- DVD cover
- Directed by: Bill Corcoran
- Written by: Tom Alexander Kevin Sepe
- Produced by: Kevin Sepe
- Starring: Patrick Cavanaugh Brian Guest Pauly Shore
- Edited by: John Coniglio
- Production company: BD Garden
- Distributed by: Screen Media Films
- Release date: January 11, 2011;
- Running time: 88 minutes
- Country: United States
- Language: English
- Budget: $400,000

= Stonerville =

Stonerville is a 2011 American stoner comedy film. Leslie Nielsen played a character simply named Producer, which was his final role before he died. The film was directed by Bill Corcoran. It was written by Kevin Sepe and Tom Alexander.

==Plot==
Troy "Slam" Slamsky is a viral video guru who is a huge hit on Mespacetube.com.
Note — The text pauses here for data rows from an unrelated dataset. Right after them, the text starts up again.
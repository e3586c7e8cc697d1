use anyhow::{anyhow, bail, Context, Result};
use serde::{Deserialize, Serialize};
use std::fmt;
use std::fs;
use std::io::{self, BufRead, BufReader, Write};
use std::path::PathBuf;
use std::time::{SystemTime, UNIX_EPOCH};

use crate::SiteLayout;

pub const RUN_METADATA_VERSION: u32 = 1;

#[derive(Debug, Clone, PartialEq, Eq, Serialize, Deserialize)]
pub struct RunMetadata {
    pub version: u32,
    pub run_id: String,
    pub operation: String,
    pub status: String,
    pub started_at_unix: u64,
    #[serde(default)]
    pub from_branch: Option<String>,
    #[serde(default)]
    pub to_branch: Option<String>,
}

impl RunMetadata {
    pub fn new(operation: &str, started_at_unix: u64) -> Self {
        Self {
            version: RUN_METADATA_VERSION,
            run_id: format!("{operation}-{started_at_unix}-{}", std::process::id()),
            operation: operation.to_string(),
            status: "running".to_string(),
            started_at_unix,
            from_branch: None,
            to_branch: None,
        }
    }
}

#[derive(Debug, Clone, PartialEq, Eq, Serialize, Deserialize)]
pub struct RunJournalEntry {
    pub seq: u64,
    pub phase: String,
    pub state: String,
    #[serde(default, skip_serializing_if = "Option::is_none")]
    pub detail: Option<String>,
}

/// Which run holds the site; stored in the active marker.
#[derive(Debug, Clone, PartialEq, Eq, Serialize, Deserialize)]
pub struct ActiveRun {
    pub run_id: String,
    pub operation: String,
    pub started_at_unix: u64,
    pub pid: u32,
}

impl ActiveRun {
    pub fn for_run(metadata: &RunMetadata) -> Self {
        Self {
            run_id: metadata.run_id.clone(),
            operation: metadata.operation.clone(),
            started_at_unix: metadata.started_at_unix,
            pid: std::process::id(),
        }
    }
}

impl fmt::Display for ActiveRun {
    fn fmt(&self, f: &mut fmt::Formatter<'_>) -> fmt::Result {
        write!(f, "{} ({}, pid {})", self.run_id, self.operation, self.pid)
    }
}

/// Claims the site for one run. Fails while another claim is in place.
pub fn claim_active_run(layout: &SiteLayout, metadata: &RunMetadata) -> Result<ActiveRun> {
    let path = layout.run_active_path();
    let claim = ActiveRun::for_run(metadata);
    let dir = layout.runs_dir();
    fs::create_dir_all(&dir).with_context(|| format!("failed to create {}", dir.display()))?;

    let opened = fs::OpenOptions::new()
        .write(true)
        .create_new(true)
        .open(&path);
    let mut file = match opened {
        Ok(file) => file,
        Err(err) if err.kind() == io::ErrorKind::AlreadyExists => {
            let holder = match active_run(layout) {
                Ok(Some(holder)) => holder.to_string(),
                Ok(None) | Err(_) => "an unidentified run".to_string(),
            };
            bail!(
                "site is held by {holder}; remove {} if that run is gone",
                path.display()
            );
        }
        Err(err) => {
            return Err(err).with_context(|| format!("failed to claim {}", path.display()));
        }
    };

    serde_json::to_writer(&mut file, &claim)
        .with_context(|| format!("failed to write {}", path.display()))?;
    file.sync_all()
        .with_context(|| format!("failed to sync {}", path.display()))?;
    Ok(claim)
}

/// The run currently holding the site, if any.
pub fn active_run(layout: &SiteLayout) -> Result<Option<ActiveRun>> {
    let path = layout.run_active_path();
    let raw = match fs::read(&path) {
        Err(err) if err.kind() == io::ErrorKind::NotFound => return Ok(None),
        other => other.with_context(|| format!("failed to read {}", path.display()))?,
    };
    if raw.iter().all(u8::is_ascii_whitespace) {
        return Ok(None);
    }
    serde_json::from_slice(&raw)
        .map(Some)
        .with_context(|| format!("active run marker is corrupt: {}", path.display()))
}

pub fn clear_active_run(layout: &SiteLayout) -> Result<()> {
    let path = layout.run_active_path();
    crate::fs_utils::remove_file_if_exists(&path)
        .with_context(|| format!("failed to clear active run file: {}", path.display()))?;
    Ok(())
}

pub fn write_run_metadata(layout: &SiteLayout, metadata: &RunMetadata) -> Result<PathBuf> {
    let path = layout.run_metadata_path(&metadata.run_id);
    if let Some(parent) = path.parent() {
        fs::create_dir_all(parent)
            .with_context(|| format!("failed to create {}", parent.display()))?;
    }
    let body = serde_json::to_string_pretty(metadata).context("failed to encode run metadata")?;
    fs::write(&path, format!("{body}\n"))
        .with_context(|| format!("failed to write run metadata file: {}", path.display()))?;
    Ok(path)
}

pub fn read_run_metadata(layout: &SiteLayout, run_id: &str) -> Result<Option<RunMetadata>> {
    let path = layout.run_metadata_path(run_id);
    let raw = match fs::read_to_string(&path) {
        Ok(raw) => raw,
        Err(err) if err.kind() == io::ErrorKind::NotFound => return Ok(None),
        Err(err) => {
            return Err(err)
                .with_context(|| format!("failed to read run metadata file: {}", path.display()));
        }
    };
    let metadata = serde_json::from_str(&raw)
        .with_context(|| format!("failed parsing run metadata file: {}", path.display()))?;
    Ok(Some(metadata))
}

pub fn update_run_status(layout: &SiteLayout, run_id: &str, status: &str) -> Result<()> {
    let mut metadata = read_run_metadata(layout, run_id)?
        .ok_or_else(|| anyhow!("run metadata not found for '{run_id}'"))?;
    metadata.status = status.to_string();
    write_run_metadata(layout, &metadata)?;
    Ok(())
}

pub fn append_run_journal_entry(
    layout: &SiteLayout,
    run_id: &str,
    entry: &RunJournalEntry,
) -> Result<PathBuf> {
    let path = layout.run_journal_path(run_id);
    if let Some(parent) = path.parent() {
        fs::create_dir_all(parent)
            .with_context(|| format!("failed to create {}", parent.display()))?;
    }

    let line = serde_json::to_string(entry).context("failed to encode run journal entry")?;
    let mut file = fs::OpenOptions::new()
        .create(true)
        .append(true)
        .open(&path)
        .with_context(|| format!("failed to open run journal: {}", path.display()))?;
    file.write_all(format!("{line}\n").as_bytes())
        .with_context(|| format!("failed to append run journal: {}", path.display()))?;
    file.flush()
        .with_context(|| format!("failed to flush run journal: {}", path.display()))?;
    Ok(path)
}

pub fn read_run_journal(layout: &SiteLayout, run_id: &str) -> Result<Vec<RunJournalEntry>> {
    let path = layout.run_journal_path(run_id);
    let file = match fs::File::open(&path) {
        Ok(file) => file,
        Err(err) if err.kind() == io::ErrorKind::NotFound => return Ok(Vec::new()),
        Err(err) => {
            return Err(err)
                .with_context(|| format!("failed to open run journal: {}", path.display()));
        }
    };

    let mut entries = Vec::new();
    for (index, line) in BufReader::new(file).lines().enumerate() {
        let line =
            line.with_context(|| format!("failed to read run journal: {}", path.display()))?;
        if line.trim().is_empty() {
            continue;
        }
        let entry = serde_json::from_str(&line).with_context(|| {
            format!(
                "failed parsing run journal line {}: {}",
                index + 1,
                path.display()
            )
        })?;
        entries.push(entry);
    }
    Ok(entries)
}

/// Every recorded run, oldest first.
pub fn list_runs(layout: &SiteLayout) -> Result<Vec<RunMetadata>> {
    let dir = layout.runs_dir();
    if !dir.exists() {
        return Ok(Vec::new());
    }

    let mut runs = Vec::new();
    for entry in
        fs::read_dir(&dir).with_context(|| format!("failed to read {}", dir.display()))?
    {
        let path = entry?.path();
        if path.extension().and_then(|ext| ext.to_str()) != Some("json") {
            continue;
        }
        let Some(run_id) = path.file_stem().and_then(|stem| stem.to_str()) else {
            continue;
        };
        if let Some(metadata) = read_run_metadata(layout, run_id)? {
            runs.push(metadata);
        }
    }
    runs.sort_by(|left, right| {
        left.started_at_unix
            .cmp(&right.started_at_unix)
            .then_with(|| left.run_id.cmp(&right.run_id))
    });
    Ok(runs)
}

pub fn current_unix_timestamp() -> Result<u64> {
    Ok(SystemTime::now()
        .duration_since(UNIX_EPOCH)
        .context("system time is before unix epoch")?
        .as_secs())
}

/// An open run: holds the active marker until `finish`.
#[derive(Debug)]
pub struct RunJournal {
    layout: SiteLayout,
    run_id: String,
    seq: u64,
}

impl RunJournal {
    pub fn begin(layout: &SiteLayout, metadata: &RunMetadata) -> Result<Self> {
        claim_active_run(layout, metadata)?;
        if let Err(err) = write_run_metadata(layout, metadata) {
            let _ = clear_active_run(layout);
            return Err(err);
        }
        tracing::debug!(run = %metadata.run_id, operation = %metadata.operation, "run started");
        Ok(Self {
            layout: layout.clone(),
            run_id: metadata.run_id.clone(),
            seq: 0,
        })
    }

    pub fn run_id(&self) -> &str {
        &self.run_id
    }

    pub fn record(&mut self, phase: &str, state: &str, detail: Option<&str>) -> Result<()> {
        self.seq += 1;
        append_run_journal_entry(
            &self.layout,
            &self.run_id,
            &RunJournalEntry {
                seq: self.seq,
                phase: phase.to_string(),
                state: state.to_string(),
                detail: detail.map(str::to_string),
            },
        )?;
        Ok(())
    }

    pub fn finish(self, status: &str) -> Result<()> {
        update_run_status(&self.layout, &self.run_id, status)?;
        clear_active_run(&self.layout)?;
        tracing::debug!(run = %self.run_id, status, "run finished");
        Ok(())
    }
}
//! Lifecycle status of the current step's latest execution attempt.

use std::fmt;

use serde::Serialize;

/// Lifecycle status of the current step's latest execution attempt.
///
/// Per step visit the machine is `NotStarted → InProgress → {Success, Error}`.
/// Success re-enters InProgress only through a forced execute; navigation
/// resets a freshly-visited step to NotStarted.
#[derive(Debug, Clone, Copy, PartialEq, Eq, Serialize)]
#[serde(rename_all = "snake_case")]
pub enum ExecutionStatus {
  NotStarted,
  InProgress,
  Success,
  Error,
}

impl ExecutionStatus {
  /// True while a handler chain is running for the current step.
  pub fn is_loading(&self) -> bool {
    matches!(self, ExecutionStatus::InProgress)
  }
}

impl fmt::Display for ExecutionStatus {
  fn fmt(&self, f: &mut fmt::Formatter<'_>) -> fmt::Result {
    match self {
      ExecutionStatus::NotStarted => write!(f, "not_started"),
      ExecutionStatus::InProgress => write!(f, "in_progress"),
      ExecutionStatus::Success => write!(f, "success"),
      ExecutionStatus::Error => write!(f, "error"),
    }
  }
}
His nagging girlfriend Miranda wants him to take his skills and growing fan base into the real world and get a job in advertising. She is tired of living in their less than modest apartment, and sees Slam's talent as the ticket out. Slam is only interested in making his short movies, getting stoned with his best friend Harlan "Harley" Lovecraft, and someday visiting Cleveland. After a series of disagreements and the discovery that Miranda is two-timing Slam with rich snob Tyler, Slam is suddenly on his own.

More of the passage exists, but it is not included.